そして区間廃線となったその日から木古内駅前~江差ターミナル間で運行を開始したのが、今回ご紹介する函館バス運行のJR江差線代替バス「江差木古内(えさしきこない)線」です。2014年10月1日からは終点が江差病院前・江差高校前間にまで延長され、現在に至ります。

使用車両はゆるキャラが描かれた日野ポンチョ

前述の通り、JR江差線の木古内駅~江差駅間は赤字が続いていましたから、かねてより廃線と代替バスへの転換が検討されていました。しかし、江差線と並行する道路(道道5号江差木古内線)は狭く、急カーブが連続する状況であったため、これが改善するまで廃線は保留となっていたのです。そのため道路環境が整えられた現在でも、乗客定員32人の小型ノンステップバス「日野ポンチョ」が専用車両として使われています。

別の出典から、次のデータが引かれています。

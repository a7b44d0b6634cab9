//! Weighted multi-factor scoring of a comparison set.
//!
//! Scores are relative: each factor is normalized against the other products
//! in the same set, so the cheapest product always earns the full price
//! score and the most-reviewed product the full review score. Scores are not
//! comparable across different comparison sets.
//!
//! | Factor  | Score (0–100)                             | Missing value |
//! |---------|-------------------------------------------|---------------|
//! | price   | `min_price / price · 100`                 | 0             |
//! | rating  | `rating / 5 · 100`                        | 0             |
//! | review  | `ln(1 + count) / ln(1 + max_count) · 100` | 0             |
//! | feature | `features / max_features · 100`           | 0             |
//!
//! The total is the weighted sum, rounded and clamped to `[0, 100]`.

use std::cmp::Ordering;

use prodcmp_core::{Product, ScoreBreakdown, ScoringWeights};

/// Scores every product in `products` and assigns 1-based ranks.
///
/// The returned breakdowns are in input order. Ranks follow descending total
/// score; ties go to more reviews, then lower price, then earlier input
/// position.
#[must_use]
pub fn score_set(products: &[Product], weights: &ScoringWeights) -> Vec<ScoreBreakdown> {
    let min_price = products
        .iter()
        .filter_map(Product::price_value)
        .filter(|p| *p > 0.0)
        .fold(None, |acc: Option<f64>, p| Some(acc.map_or(p, |m| m.min(p))));
    let max_reviews = products
        .iter()
        .filter_map(|p| p.review_count)
        .max()
        .unwrap_or(0);
    let max_features = products.iter().map(|p| p.features.len()).max().unwrap_or(0);

    let mut scores: Vec<ScoreBreakdown> = products
        .iter()
        .map(|product| {
            let price_score = price_score(product.price_value(), min_price);
            let rating_score = product.rating.map_or(0.0, |r| (r / 5.0 * 100.0).clamp(0.0, 100.0));
            let review_score = review_score(product.review_count, max_reviews);
            let feature_score = feature_score(product.features.len(), max_features);

            let weighted = price_score * weights.price()
                + rating_score * weights.rating()
                + review_score * weights.review()
                + feature_score * weights.feature();

            ScoreBreakdown {
                product_id: product.id.clone(),
                price_score,
                rating_score,
                review_score,
                feature_score,
                total_score: clamp_total(weighted),
                rank: 0,
            }
        })
        .collect();

    for (position, index) in ranking_order(products, &scores).into_iter().enumerate() {
        scores[index].rank = position + 1;
    }
    scores
}

/// Indexes of `products` from best to worst.
fn ranking_order(products: &[Product], scores: &[ScoreBreakdown]) -> Vec<usize> {
    let mut order: Vec<usize> = (0..products.len()).collect();
    order.sort_by(|&a, &b| {
        scores[b]
            .total_score
            .cmp(&scores[a].total_score)
            .then_with(|| {
                let reviews = |i: usize| products[i].review_count.unwrap_or(0);
                reviews(b).cmp(&reviews(a))
            })
            .then_with(|| compare_price(products[a].price_value(), products[b].price_value()))
            .then_with(|| a.cmp(&b))
    });
    order
}

/// Lower price first; a missing price sorts after any known price.
fn compare_price(a: Option<f64>, b: Option<f64>) -> Ordering {
    match (a, b) {
        (Some(x), Some(y)) => x.partial_cmp(&y).unwrap_or(Ordering::Equal),
        (Some(_), None) => Ordering::Less,
        (None, Some(_)) => Ordering::Greater,
        (None, None) => Ordering::Equal,
    }
}

fn price_score(price: Option<f64>, min_price: Option<f64>) -> f64 {
    match (price, min_price) {
        (Some(p), Some(min)) if p > 0.0 => (min / p * 100.0).clamp(0.0, 100.0),
        _ => 0.0,
    }
}

fn review_score(count: Option<u64>, max_count: u64) -> f64 {
    match count {
        Some(c) if max_count > 0 => {
            #[allow(clippy::cast_precision_loss)]
            let (c, max) = (c as f64, max_count as f64);
            (c.ln_1p() / max.ln_1p() * 100.0).clamp(0.0, 100.0)
        }
        _ => 0.0,
    }
}

fn feature_score(count: usize, max_count: usize) -> f64 {
    if max_count == 0 {
        return 0.0;
    }
    #[allow(clippy::cast_precision_loss)]
    let ratio = count as f64 / max_count as f64;
    (ratio * 100.0).clamp(0.0, 100.0)
}

fn clamp_total(weighted: f64) -> u8 {
    if !weighted.is_finite() {
        return 0;
    }
    #[allow(clippy::cast_possible_truncation, clippy::cast_sign_loss)]
    let total = weighted.round().clamp(0.0, 100.0) as u8;
    total
}

#[cfg(test)]
mod tests {
    use std::str::FromStr;

    use prodcmp_core::Price;
    use rust_decimal::Decimal;

    use super::*;

    fn product(
        id: &str,
        price: Option<&str>,
        rating: Option<f64>,
        reviews: Option<u64>,
        features: usize,
    ) -> Product {
        Product {
            id: id.to_owned(),
            title: format!("Product {id}"),
            brand: None,
            price: price.map(|p| Price {
                amount: Decimal::from_str(p).unwrap(),
                currency: "INR".to_owned(),
            }),
            rating,
            review_count: reviews,
            features: (0..features).map(|i| format!("feature {i}")).collect(),
            source_url: format!("https://www.amazon.in/dp/{id}"),
        }
    }

    fn ranks(scores: &[ScoreBreakdown]) -> Vec<(String, usize)> {
        let mut out: Vec<(String, usize)> = scores
            .iter()
            .map(|s| (s.product_id.clone(), s.rank))
            .collect();
        out.sort_by_key(|(_, rank)| *rank);
        out
    }

    #[test]
    fn factor_scores_follow_documented_formulas() {
        let products = vec![
            product("A", Some("1000"), Some(4.2), Some(99), 4),
            product("B", Some("2000"), Some(5.0), Some(9_999), 1),
        ];
        let scores = score_set(&products, &ScoringWeights::default());

        assert!((scores[0].price_score - 100.0).abs() < 1e-9);
        assert!((scores[1].price_score - 50.0).abs() < 1e-9);
        assert!((scores[0].rating_score - 84.0).abs() < 1e-9);
        assert!((scores[1].rating_score - 100.0).abs() < 1e-9);
        // ln(100) / ln(10_000) = 0.5
        assert!((scores[0].review_score - 50.0).abs() < 1e-9);
        assert!((scores[1].review_score - 100.0).abs() < 1e-9);
        assert!((scores[0].feature_score - 100.0).abs() < 1e-9);
        assert!((scores[1].feature_score - 25.0).abs() < 1e-9);

        // A: 25 + 33.6 + 12.5 + 10 = 81.1; B: 12.5 + 40 + 25 + 2.5 = 80
        assert_eq!(scores[0].total_score, 81);
        assert_eq!(scores[1].total_score, 80);
        assert_eq!(ranks(&scores), vec![("A".into(), 1), ("B".into(), 2)]);
    }

    #[test]
    fn all_review_counts_missing_gives_zero_review_score() {
        let products = vec![
            product("A", Some("500"), Some(4.2), None, 1),
            product("B", Some("700"), Some(4.6), None, 3),
            product("C", None, Some(3.9), None, 0),
        ];
        let scores = score_set(&products, &ScoringWeights::default());
        assert!(scores.iter().all(|s| s.review_score == 0.0));
        assert!(scores.iter().all(|s| s.total_score <= 100));
        let mut seen: Vec<usize> = scores.iter().map(|s| s.rank).collect();
        seen.sort_unstable();
        assert_eq!(seen, vec![1, 2, 3]);
    }

    #[test]
    fn missing_fields_score_zero() {
        let products = vec![
            product("A", None, Some(4.0), Some(0), 0),
            product("B", Some("10"), None, Some(0), 0),
        ];
        let scores = score_set(&products, &ScoringWeights::default());
        assert_eq!(scores[0].price_score, 0.0);
        assert_eq!(scores[1].rating_score, 0.0);
        // max review count of 0 means no product has review signal
        assert_eq!(scores[0].review_score, 0.0);
        assert_eq!(scores[0].feature_score, 0.0);
    }

    #[test]
    fn totals_stay_within_bounds_for_single_factor_weights() {
        let products = vec![
            product("A", Some("1"), Some(5.0), Some(1_000_000), 50),
            product("B", Some("99999"), Some(0.0), Some(0), 0),
        ];
        for weights in [
            ScoringWeights::new(1.0, 0.0, 0.0, 0.0).unwrap(),
            ScoringWeights::new(0.0, 1.0, 0.0, 0.0).unwrap(),
            ScoringWeights::new(0.0, 0.0, 1.0, 0.0).unwrap(),
            ScoringWeights::new(0.0, 0.0, 0.0, 1.0).unwrap(),
        ] {
            let scores = score_set(&products, &weights);
            assert_eq!(scores[0].total_score, 100);
            assert!(scores[1].total_score <= 100);
        }
    }

    #[test]
    fn ties_broken_by_reviews_then_price_then_input_order() {
        let weights = ScoringWeights::new(0.0, 1.0, 0.0, 0.0).unwrap();
        let products = vec![
            product("first", Some("300"), Some(4.0), Some(10), 0),
            product("cheap", Some("100"), Some(4.0), Some(10), 0),
            product("popular", Some("900"), Some(4.0), Some(50), 0),
            product("twin", Some("300"), Some(4.0), Some(10), 0),
            product("unpriced", None, Some(4.0), Some(10), 0),
        ];
        let scores = score_set(&products, &weights);
        assert!(scores.iter().all(|s| s.total_score == 80));
        assert_eq!(
            ranks(&scores),
            vec![
                ("popular".into(), 1),
                ("cheap".into(), 2),
                ("first".into(), 3),
                ("twin".into(), 4),
                ("unpriced".into(), 5),
            ]
        );
    }

    #[test]
    fn rank_order_is_consistent_with_totals() {
        let products = vec![
            product("A", Some("1500"), Some(3.9), Some(120), 2),
            product("B", Some("1200"), Some(4.4), Some(8_000), 5),
            product("C", Some("999"), Some(4.1), Some(2_500), 1),
            product("D", None, Some(4.8), None, 0),
            product("E", Some("2500"), None, Some(40), 6),
        ];
        let scores = score_set(&products, &ScoringWeights::default());
        let mut by_rank: Vec<&ScoreBreakdown> = scores.iter().collect();
        by_rank.sort_by_key(|s| s.rank);
        for pair in by_rank.windows(2) {
            assert!(pair[0].total_score >= pair[1].total_score);
        }
    }

    #[test]
    fn empty_set_scores_nothing() {
        assert!(score_set(&[], &ScoringWeights::default()).is_empty());
    }
}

江差木古内線専用の日野ポンチョは運行開始時に3台が導入され、その車体にはルート沿線3町のゆるキャラである「キーコ(木古内町)」「カミゴン(上ノ国町)」「しげっち(江差町)」のイラストが描かれています。1台ごとにメーンキャラクターが異なるデザインレイアウトで、遊び心にあふれた可愛いバスなんですよ。1日の運行本数はJR江差線と同じ6往復、運賃は起点の木古内駅前から江差ターミナルまでが1,120円、姥神町フェリー前までが1,230円、江差病院前までが1,310円です。

木古内駅前~湯ノ岱まで

木古内駅前バス停を発車した江差木古内線は国保病院前を通り、道道5号線を江差に向かいます。5つ目の吉堀バス停付近までは道道5号線も平坦なのですが、ここから急カーブが続く山道に入ります。この辺りには旧江差線の橋桁跡や線路が残り、神明バス停や湯ノ岱(ゆのたい)バス停などは旧鉄道駅舎の前に設置されています。湯ノ岱バス停では5分間のトイレ休憩を兼ねた停車時間があるので、待合室となっている旧湯ノ岱駅舎に入り、かつてのホームや線路から往時を偲ぶことができますよ。またここから徒歩10分ほどのところにある「湯ノ岱温泉」は、炭酸泉と石造りの風情で多くの人々に親しまれています。

湯ノ岱~江差病院前へ

湯ノ岱バス停を出ると、上ノ国町の大留バス停までは旧江差線跡と並行して走ります、川に架かる橋梁や線路の一部、さらにはトンネルなど鉄道の名残が見られ、今でも電車が走ってくるような雰囲気を覚えることでしょう。そしてバスは多方面への乗り換えが可能な江差ターミナルを経由して、江差町中心部に入ります。北海道の総合出先機関である檜山振興局や江差中学校を抜けると海沿いの国道228号線を走り、奥尻島へ渡るフェリーが発着する姥神町(うばがみちょう)フェリー前バス停へと進みます。ここから10分ほどで終点の江差病院前バス停に到着し、上りは朝一の便だけがこの先の道立江差高校まで乗り入れています(下りは午後の3便が江差高校前バス停発)。

江差木古内線は地域住民の方々の通院や通学に利用されることが多かったのですが、木古内駅が2016年(平成28年)3月26日に開業した北海道新幹線の停車駅であることから、現在は檜山地区と東北・東京方面を結ぶアクセス路線としての役割も担っています。